Work item — Give back all of the records exactly.

[Source data]

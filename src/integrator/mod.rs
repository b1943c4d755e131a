//! Numerical integration of learning curves.
//!
//! This module turns a parsed dataset into a single signed area:
//! - Trapezoidal quadrature over sampled points
//! - Absolute (reported sizes) and relative ([0, 1]) integration domains

pub mod area;
pub mod trapezoid;

// Re-export main types and functions
pub use area::{absolute_area, curve_area, relative_area, AreaDomain};
pub use trapezoid::{trapezoid, unit_axis};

Exercise response —
filename src/integrator/mod.rs
repository b1943c4d755e131a
//! Numerical integration of learning curves.
//!
//! This module turns a parsed dataset into a single signed area:
//! - Trapezoidal quadrature over sampled points
//! - Absolute (reported sizes) and relative ([0, 1]) integration domains

pub mod area;
pub mod trapezoid;

// Re-export main types and functions
pub use area::{absolute_area, curve_area, relative_area, AreaDomain};
pub use trapezoid::{trapezoid, unit_axis};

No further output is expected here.